▸ Working data:

use std::env;
use std::fmt;
use std::net::{IpAddr, SocketAddr};
use std::path::PathBuf;

use crate::certificate::DEFAULT_FONT_SIZE;

/// Distinguishes runtime behavior for different stages of the service.
#[derive(Debug, Clone, Copy, PartialEq, Eq)]
pub enum AppEnvironment {
    Development,
    Test,
    Production,
}

impl AppEnvironment {
    fn from_str(value: &str) -> Self {
        match value.trim().to_ascii_lowercase().as_str() {
            "prod" | "production" => Self::Production,
            "test" | "ci" => Self::Test,
            _ => Self::Development,
        }
    }
}

/// Top-level configuration for the application.
#[derive(Debug, Clone)]
pub struct AppConfig {
    pub environment: AppEnvironment,
    pub server: ServerConfig,
    pub telemetry: TelemetryConfig,
    pub documents: DocumentConfig,
}

impl AppConfig {
    pub fn load() -> Result<Self, ConfigError> {
        dotenvy::dotenv().ok();

        let environment = AppEnvironment::from_str(
            &env::var("APP_ENV").unwrap_or_else(|_| "development".to_string()),
        );

        let host = env::var("APP_HOST").unwrap_or_else(|_| "127.0.0.1".to_string());
        let port = env::var("APP_PORT")
            .unwrap_or_else(|_| "3000".to_string())
            .parse::<u16>()
            .map_err(|_| ConfigError::InvalidPort)?;

        let log_level = env::var("APP_LOG_LEVEL").unwrap_or_else(|_| "info".to_string());

        Ok(Self {
            environment,
            server: ServerConfig { host, port },
            telemetry: TelemetryConfig { log_level },
            documents: DocumentConfig::from_env()?,
        })
    }
}

/// Settings controlling the HTTP server binding.
#[derive(Debug, Clone)]
pub struct ServerConfig {
    pub host: String,
    pub port: u16,
}

impl ServerConfig {
    pub fn socket_addr(&self) -> Result<SocketAddr, ConfigError> {
        if self.host.eq_ignore_ascii_case("localhost") {
            return Ok(SocketAddr::new(IpAddr::from([127, 0, 0, 1]), self.port));
        }

        let ip: IpAddr = self
            .host
            .parse()
            .map_err(|source| ConfigError::InvalidHost { source })?;

        Ok(SocketAddr::new(ip, self.port))
    }
}

/// Tracing and metrics controls.
#[derive(Debug, Clone)]
pub struct TelemetryConfig {
    pub log_level: String,
}

/// Template, manifest, and storage settings for certificate generation.
#[derive(Debug, Clone)]
pub struct DocumentConfig {
    pub template_path: PathBuf,
    pub manifest_path: Option<PathBuf>,
    pub default_timezone: Option<String>,
    pub storage_prefix: String,
    pub cache_capacity: usize,
    /// Point size for generated text appearances.
    pub font_size: f32,
}

impl DocumentConfig {
    fn from_env() -> Result<Self, ConfigError> {
        let template_path = env::var("APP_TEMPLATE_PATH")
            .map(PathBuf::from)
            .unwrap_or_else(|_| PathBuf::from("assets/resale_certificate.pdf"));
        let manifest_path = non_empty_var("APP_FIELD_MANIFEST").map(PathBuf::from);

        let default_timezone = non_empty_var("APP_DEFAULT_TIMEZONE");
        if let Some(zone) = default_timezone.as_deref() {
            if zone.parse::<chrono_tz::Tz>().is_err() {
                return Err(ConfigError::InvalidTimezone(zone.to_string()));
            }
        }

        let storage_prefix = non_empty_var("APP_STORAGE_PREFIX")
            .unwrap_or_else(|| "resale-certificates".to_string())
            .trim_matches('/')
            .to_string();

        let cache_capacity = env::var("APP_CACHE_CAPACITY")
            .unwrap_or_else(|_| "64".to_string())
            .parse::<usize>()
            .map_err(|_| ConfigError::InvalidCacheCapacity)?;

        let font_size = match non_empty_var("APP_FONT_SIZE") {
            Some(raw) => raw
                .parse::<f32>()
                .ok()
                .filter(|size| size.is_finite() && *size > 0.0)
                .ok_or(ConfigError::InvalidFontSize(raw))?,
            None => DEFAULT_FONT_SIZE,
        };

        Ok(Self {
            template_path,
            manifest_path,
            default_timezone,
            storage_prefix,
            cache_capacity,
            font_size,
        })
    }
}

fn non_empty_var(key: &str) -> Option<String> {
    env::var(key)
        .ok()
        .map(|value| value.trim().to_string())
        .filter(|value| !value.is_empty())
}

#[derive(Debug)]
pub enum ConfigError {
    InvalidPort,
    InvalidHost { source: std::net::AddrParseError },
    InvalidTimezone(String),
    InvalidCacheCapacity,
    InvalidFontSize(String),
}

impl fmt::Display for ConfigError {
    fn fmt(&self, f: &mut fmt::Formatter<'_>) -> fmt::Result {
        match self {
            ConfigError::InvalidPort => write!(f, "APP_PORT must be a valid u16"),
            ConfigError::InvalidHost { .. } => {
                write!(f, "APP_HOST must parse to an IPv4 or IPv6 address")
            }
            ConfigError::InvalidTimezone(zone) => {
                write!(f, "APP_DEFAULT_TIMEZONE '{zone}' is not a known IANA timezone")
            }
            ConfigError::InvalidCacheCapacity => {
                write!(f, "APP_CACHE_CAPACITY must be a non-negative integer")
            }
            ConfigError::InvalidFontSize(raw) => {
                write!(f, "APP_FONT_SIZE '{raw}' must be a positive number")
            }
        }
    }
}

impl std::error::Error for ConfigError {
    fn source(&self) -> Option<&(dyn std::error::Error + 'static)> {
        match self {
            ConfigError::InvalidHost { source } => Some(source),
            ConfigError::InvalidPort
            | ConfigError::InvalidTimezone(_)
            | ConfigError::InvalidCacheCapacity
            | ConfigError::InvalidFontSize(_) => None,
        }
    }
}
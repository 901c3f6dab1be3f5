use chrono::{DateTime, Utc};
use tracing::{debug, warn};

use super::aliases;
use super::data::ApplicationData;
use super::descriptor::{FieldDescriptor, FieldValue};
use super::families::RowField;
use super::format::resolve_timezone;
use super::manifest::{FieldKind, FieldManifest, RUNTIME_CHECKBOXES};
use super::mapping;
use super::rules::{MapContext, Rule, RuleFault};

/// Projects an application onto the flat field namespace of one template revision.
#[derive(Debug, Clone)]
pub struct FieldMapper {
    manifest: FieldManifest,
}

enum Source {
    Rule(&'static Rule),
    Row(RowField),
    Unchecked,
}

impl FieldMapper {
    /// The runtime-only checkboxes are unioned into `manifest` here.
    pub fn new(manifest: FieldManifest) -> Self {
        Self {
            manifest: manifest.with_runtime_checkboxes(RUNTIME_CHECKBOXES),
        }
    }

    pub fn manifest(&self) -> &FieldManifest {
        &self.manifest
    }

    pub fn map(&self, data: &ApplicationData, timezone: Option<&str>) -> Vec<FieldDescriptor> {
        self.map_at(data, timezone, Utc::now())
    }

    /// Same as [`FieldMapper::map`] with an explicit clock.
    ///
    /// One descriptor is produced per relevant manifest field, in manifest order. Missing
    /// data never fails the pass; a field whose rule faults falls back to its empty value.
    pub fn map_at(
        &self,
        data: &ApplicationData,
        timezone: Option<&str>,
        now: DateTime<Utc>,
    ) -> Vec<FieldDescriptor> {
        let ctx = MapContext::new(resolve_timezone(timezone), now);
        let mut descriptors = Vec::with_capacity(self.manifest.len());

        for entry in self.manifest.entries() {
            let kind = entry.kind();
            let Some(source) = select_source(&entry.name, kind, data) else {
                continue;
            };

            let value = match evaluate(&source, data, &ctx) {
                Ok(value) => value,
                Err(fault) => {
                    warn!(field = %entry.name, %kind, %fault, "mapping rule failed, using empty value");
                    FieldValue::empty_for(kind)
                }
            };

            debug!(field = %entry.name, %kind, ?value, "mapped field");
            descriptors.push(FieldDescriptor::for_kind(entry.name.clone(), kind, value));
        }

        descriptors
    }
}

fn select_source(name: &str, kind: FieldKind, data: &ApplicationData) -> Option<Source> {
    if let Some(rule) = mapping::rule_for(aliases::canonical(name)) {
        return Some(Source::Rule(rule));
    }

    if let Some(row) = RowField::parse(name) {
        if kind.is_boolean() || row.has_rows(data) {
            return Some(Source::Row(row));
        }
        return None;
    }

    if kind.is_boolean() {
        return Some(Source::Unchecked);
    }

    None
}

fn evaluate(
    source: &Source,
    data: &ApplicationData,
    ctx: &MapContext,
) -> Result<FieldValue, RuleFault> {
    match source {
        Source::Rule(rule) => rule.evaluate(data, ctx),
        Source::Row(row) => row.evaluate(data),
        Source::Unchecked => Ok(FieldValue::Flag(false)),
    }
}
//! Field-registry view of a fillable template.

mod pdf;

pub use pdf::PdfForm;

use std::collections::BTreeMap;

use serde::Serialize;

use super::manifest::FieldKind;

/// A named field as the template itself classifies it.
#[derive(Debug, Clone, PartialEq, Eq, Serialize)]
pub struct FormField {
    pub name: String,
    pub kind: FieldKind,
}

/// Current state of a field, read back from the template.
#[derive(Debug, Clone, PartialEq, Eq, Serialize)]
#[serde(tag = "kind", content = "value", rename_all = "lowercase")]
pub enum FormValue {
    Text(String),
    Checkbox(bool),
    Choice(Option<String>),
    Dropdown(Option<String>),
}

/// Mutation surface the filler needs from a template document.
///
/// Implementations must dispatch on their own field metadata; a call for a field of a
/// different kind returns [`FieldFault::KindMismatch`] rather than guessing.
pub trait FormDocument {
    fn fields(&self) -> Vec<FormField>;
    fn values(&self) -> BTreeMap<String, FormValue>;
    fn set_text(&mut self, name: &str, text: &str, font_size: f32) -> Result<(), FieldFault>;
    fn set_checked(&mut self, name: &str, checked: bool) -> Result<(), FieldFault>;
    /// Selectable options of a choice group or dropdown.
    fn options(&self, name: &str) -> Result<Vec<String>, FieldFault>;
    fn select_choice(&mut self, name: &str, option: &str) -> Result<(), FieldFault>;
    fn clear_choice(&mut self, name: &str) -> Result<(), FieldFault>;
    fn select_dropdown(&mut self, name: &str, option: &str) -> Result<(), FieldFault>;
}

/// Recoverable failure writing one field.
#[derive(Debug, Clone, PartialEq, Eq, thiserror::Error)]
pub enum FieldFault {
    #[error("field '{0}' does not exist in the template")]
    Unknown(String),
    #[error("field '{field}' is a {actual} field, not {expected}")]
    KindMismatch {
        field: String,
        expected: FieldKind,
        actual: FieldKind,
    },
    #[error("widget of '{0}' has no usable /Rect")]
    MissingRect(String),
    #[error("'{option}' is not an option of '{field}'")]
    OptionNotFound { field: String, option: String },
    #[error("malformed form object for '{field}': {detail}")]
    Malformed { field: String, detail: String },
}
use serde::{Deserialize, Serialize};

use super::data::is_truthy_str;
use super::manifest::FieldKind;

/// A single write request for one named template field.
///
/// `text` carries content for text and dropdown fields; `value` carries the checked state
/// for checkboxes and choice options. Choice options also carry `"1"`/`"0"` in `text` for
/// consumers that only read the text channel.
#[derive(Debug, Clone, PartialEq, Eq, Hash, Serialize, Deserialize)]
#[serde(rename_all = "camelCase")]
pub struct FieldDescriptor {
    pub field_name: String,
    #[serde(default, skip_serializing_if = "Option::is_none")]
    pub text: Option<String>,
    #[serde(default, skip_serializing_if = "Option::is_none")]
    pub value: Option<bool>,
}

impl FieldDescriptor {
    pub fn text(field_name: impl Into<String>, text: impl Into<String>) -> Self {
        Self {
            field_name: field_name.into(),
            text: Some(text.into()),
            value: None,
        }
    }

    pub fn checkbox(field_name: impl Into<String>, checked: bool) -> Self {
        Self {
            field_name: field_name.into(),
            text: None,
            value: Some(checked),
        }
    }

    pub fn choice(field_name: impl Into<String>, selected: bool) -> Self {
        Self {
            field_name: field_name.into(),
            text: Some(if selected { "1" } else { "0" }.to_string()),
            value: Some(selected),
        }
    }

    /// Build the kind-appropriate descriptor for a mapped value.
    ///
    /// Flags aimed at text-like fields keep their state in `value` as well, so a field the
    /// manifest could not classify still fills correctly when the template holds a checkbox.
    pub fn for_kind(field_name: impl Into<String>, kind: FieldKind, value: FieldValue) -> Self {
        match kind {
            FieldKind::Text | FieldKind::Dropdown => {
                let flag = match value {
                    FieldValue::Flag(flag) => Some(flag),
                    FieldValue::Text(_) => None,
                };
                Self {
                    field_name: field_name.into(),
                    text: Some(value.into_text()),
                    value: flag,
                }
            }
            FieldKind::Checkbox => Self::checkbox(field_name, value.is_set()),
            FieldKind::Choice => Self::choice(field_name, value.is_set()),
        }
    }

    /// Checked state for checkbox and choice targets: `value == true`, or text `1`/`true`/`True`.
    pub fn is_selected(&self) -> bool {
        self.value == Some(true) || self.text.as_deref().map(is_checked_text).unwrap_or(false)
    }

    /// Content to write into a text-like field, preferring the text channel.
    pub fn content(&self) -> String {
        match (&self.text, self.value) {
            (Some(text), _) => text.clone(),
            (None, Some(value)) => value.to_string(),
            (None, None) => String::new(),
        }
    }
}

fn is_checked_text(text: &str) -> bool {
    matches!(text.trim(), "1" | "true" | "True")
}

/// Raw result of a mapping rule before it is shaped for the target field kind.
#[derive(Debug, Clone, PartialEq, Eq)]
pub enum FieldValue {
    Text(String),
    Flag(bool),
}

impl FieldValue {
    pub fn empty_for(kind: FieldKind) -> Self {
        match kind {
            FieldKind::Text | FieldKind::Dropdown => Self::Text(String::new()),
            FieldKind::Checkbox | FieldKind::Choice => Self::Flag(false),
        }
    }

    pub fn is_set(&self) -> bool {
        match self {
            FieldValue::Text(text) => is_truthy_str(text),
            FieldValue::Flag(flag) => *flag,
        }
    }

    /// Text rendering; a set flag marks a text field with `X`.
    pub fn into_text(self) -> String {
        match self {
            FieldValue::Text(text) => text,
            FieldValue::Flag(true) => "X".to_string(),
            FieldValue::Flag(false) => String::new(),
        }
    }
}

impl From<String> for FieldValue {
    fn from(value: String) -> Self {
        Self::Text(value)
    }
}

impl From<bool> for FieldValue {
    fn from(value: bool) -> Self {
        Self::Flag(value)
    }
}

#[cfg(test)]
mod tests {
    use super::*;

    #[test]
    fn selection_reads_either_channel() {
        assert!(FieldDescriptor::checkbox("A", true).is_selected());
        assert!(FieldDescriptor::text("A", "True").is_selected());
        assert!(FieldDescriptor::text("A", "1").is_selected());
        assert!(!FieldDescriptor::choice("Group1.Choice2", false).is_selected());
        assert!(!FieldDescriptor::text("A", "0").is_selected());
    }

    #[test]
    fn selection_ignores_loose_truthy_words() {
        for raw in ["yes", "Yes", "on", "TRUE ish", "2"] {
            assert!(
                !FieldDescriptor::text("Bylaws Attached", raw).is_selected(),
                "{raw:?} should leave the box unchecked"
            );
        }
        assert!(FieldDescriptor::text("Bylaws Attached", " true ").is_selected());
    }

    #[test]
    fn serializes_with_camel_case_and_skips_empty_channels() {
        let json = serde_json::to_value(FieldDescriptor::checkbox("Budget Attached", true))
            .expect("serializes");
        assert_eq!(
            json,
            serde_json::json!({ "fieldName": "Budget Attached", "value": true })
        );
    }

    #[test]
    fn shapes_values_for_target_kind() {
        let choice = FieldDescriptor::for_kind("Group3.Choice1", FieldKind::Choice, true.into());
        assert_eq!(choice.text.as_deref(), Some("1"));
        assert_eq!(choice.value, Some(true));

        let text = FieldDescriptor::for_kind("Lot Number", FieldKind::Text, false.into());
        assert_eq!(text.text.as_deref(), Some(""));
        assert_eq!(text.content(), "");
        assert!(!text.is_selected());

        let plain = FieldDescriptor::for_kind("Lot Number", FieldKind::Text, "12".to_string().into());
        assert_eq!(plain.value, None);
    }

    #[test]
    fn flags_for_unclassified_fields_keep_their_checked_state() {
        let descriptor = FieldDescriptor::for_kind("Budget Attached", FieldKind::Text, true.into());
        assert_eq!(descriptor.text.as_deref(), Some("X"));
        assert_eq!(descriptor.value, Some(true));
        assert!(descriptor.is_selected());
    }
}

▸ What is needed:
Search the listing above for the string "struct" and return each line it appears on.

▸ Task output:
pub struct AppConfig {
pub struct ServerConfig {
pub struct TelemetryConfig {
pub struct DocumentConfig {
pub struct FieldMapper {
pub struct FormField {
pub struct FieldDescriptor {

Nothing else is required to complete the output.